__Saved entries__:
*** Block opens ***

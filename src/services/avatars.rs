// SPDX-License-Identifier: MIT
// Copyright 2026 Courtside Developers

//! Avatar file storage.
//!
//! Files live under `<root>/uploads/avatars/` and are addressed by web
//! path (`/uploads/avatars/<name>`). Deletion is best-effort by
//! contract: a stale file on disk is acceptable, a failed profile
//! update is not.

use crate::error::AppError;
use crate::models::user::DEFAULT_AVATAR;
use std::path::{Path, PathBuf};
use uuid::Uuid;

/// Web path prefix for stored avatars.
const AVATAR_PREFIX: &str = "/uploads/avatars/";

/// Longest accepted file extension ("jpeg" plus headroom).
const MAX_EXT_LEN: usize = 8;

/// Stores and removes avatar image files.
#[derive(Clone)]
pub struct AvatarStore {
    root: PathBuf,
}

impl AvatarStore {
    pub fn new(root: &str) -> Self {
        Self {
            root: PathBuf::from(root),
        }
    }

    /// Write a new avatar file and return its web path.
    ///
    /// The stored name is a fresh UUID with the upload's (sanitized)
    /// extension, so concurrent uploads never collide.
    pub async fn save(&self, user_id: &str, filename: &str, bytes: &[u8]) -> Result<String, AppError> {
        let ext = sanitize_extension(filename);
        let name = match ext {
            Some(ext) => format!("{}.{}", Uuid::new_v4(), ext),
            None => Uuid::new_v4().to_string(),
        };

        let dir = self.root.join("uploads").join("avatars");
        tokio::fs::create_dir_all(&dir)
            .await
            .map_err(|e| AppError::Internal(anyhow::anyhow!("Avatar dir creation failed: {}", e)))?;

        let path = dir.join(&name);
        tokio::fs::write(&path, bytes)
            .await
            .map_err(|e| AppError::Internal(anyhow::anyhow!("Avatar write failed: {}", e)))?;

        tracing::info!(
            user_id = %user_id,
            path = %path.display(),
            size = bytes.len(),
            "Avatar stored"
        );

        Ok(format!("{}{}", AVATAR_PREFIX, name))
    }

    /// Delete a previously stored avatar, swallowing every failure.
    ///
    /// This is the explicit best-effort contract for old-file cleanup:
    /// the caller's operation must succeed whether or not the file goes
    /// away. Failures are logged. The shared default avatar and paths
    /// outside the avatar directory are never touched.
    pub async fn delete_best_effort(&self, web_path: &str) {
        if web_path == DEFAULT_AVATAR {
            return;
        }

        let Some(fs_path) = self.resolve(web_path) else {
            tracing::warn!(path = %web_path, "Refusing to delete path outside avatar store");
            return;
        };

        match tokio::fs::remove_file(&fs_path).await {
            Ok(()) => {
                tracing::info!(path = %fs_path.display(), "Previous avatar deleted");
            }
            Err(e) => {
                tracing::warn!(
                    path = %fs_path.display(),
                    error = %e,
                    "Avatar deletion failed, continuing"
                );
            }
        }
    }

    /// Map a web path back to a filesystem path, rejecting anything that
    /// would escape the avatar directory.
    fn resolve(&self, web_path: &str) -> Option<PathBuf> {
        let name = web_path.strip_prefix(AVATAR_PREFIX)?;
        if name.is_empty() || name.contains('/') || name.contains("..") {
            return None;
        }
        Some(self.root.join("uploads").join("avatars").join(name))
    }
}

/// Extract a safe lowercase extension from an uploaded filename.
fn sanitize_extension(filename: &str) -> Option<String> {
    let ext = Path::new(filename).extension()?.to_str()?.to_lowercase();
    if ext.is_empty() || ext.len() > MAX_EXT_LEN {
        return None;
    }
    if !ext.chars().all(|c| c.is_ascii_alphanumeric()) {
        return None;
    }
    Some(ext)
}
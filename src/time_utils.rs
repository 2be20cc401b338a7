// SPDX-License-Identifier: MIT
// Copyright 2026 Courtside Developers

//! Shared helpers for date/time formatting.

use chrono::{DateTime, SecondsFormat, Utc};

/// Format a UTC timestamp as RFC3339 using a `Z` suffix.
pub fn format_utc_rfc3339(date: DateTime<Utc>) -> String {
    date.to_rfc3339_opts(SecondsFormat::Secs, true)
}

/// Current time as an RFC3339 string, the format all stored documents use.
pub fn now_rfc3339() -> String {
    format_utc_rfc3339(Utc::now())
}
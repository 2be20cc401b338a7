//! Donation model.

use serde::{Deserialize, Serialize};

/// Stored donation record in Firestore.
#[derive(Debug, Clone, Serialize, Deserialize)]
pub struct Donation {
    /// Document ID
    pub id: String,
    /// Donating user id
    pub donor_id: String,
    /// Sponsored athlete id
    pub athlete_id: String,
    /// Athlete name (denormalized for history listings)
    pub athlete_name: String,
    /// Amount in LKR
    pub amount: f64,
    /// Optional message from the donor
    pub message: Option<String>,
    /// When the donation was made (RFC3339)
    pub donation_date: String,
}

*** Block closes ***

__Exercise description__: Read through the entries above, and wherever a line holds the string "uploads", copy it.

__Answer box__:
//! Files live under `<root>/uploads/avatars/` and are addressed by web
//! path (`/uploads/avatars/<name>`). Deletion is best-effort by
const AVATAR_PREFIX: &str = "/uploads/avatars/";
    /// extension, so concurrent uploads never collide.
        let dir = self.root.join("uploads").join("avatars");
        Some(self.root.join("uploads").join("avatars").join(name))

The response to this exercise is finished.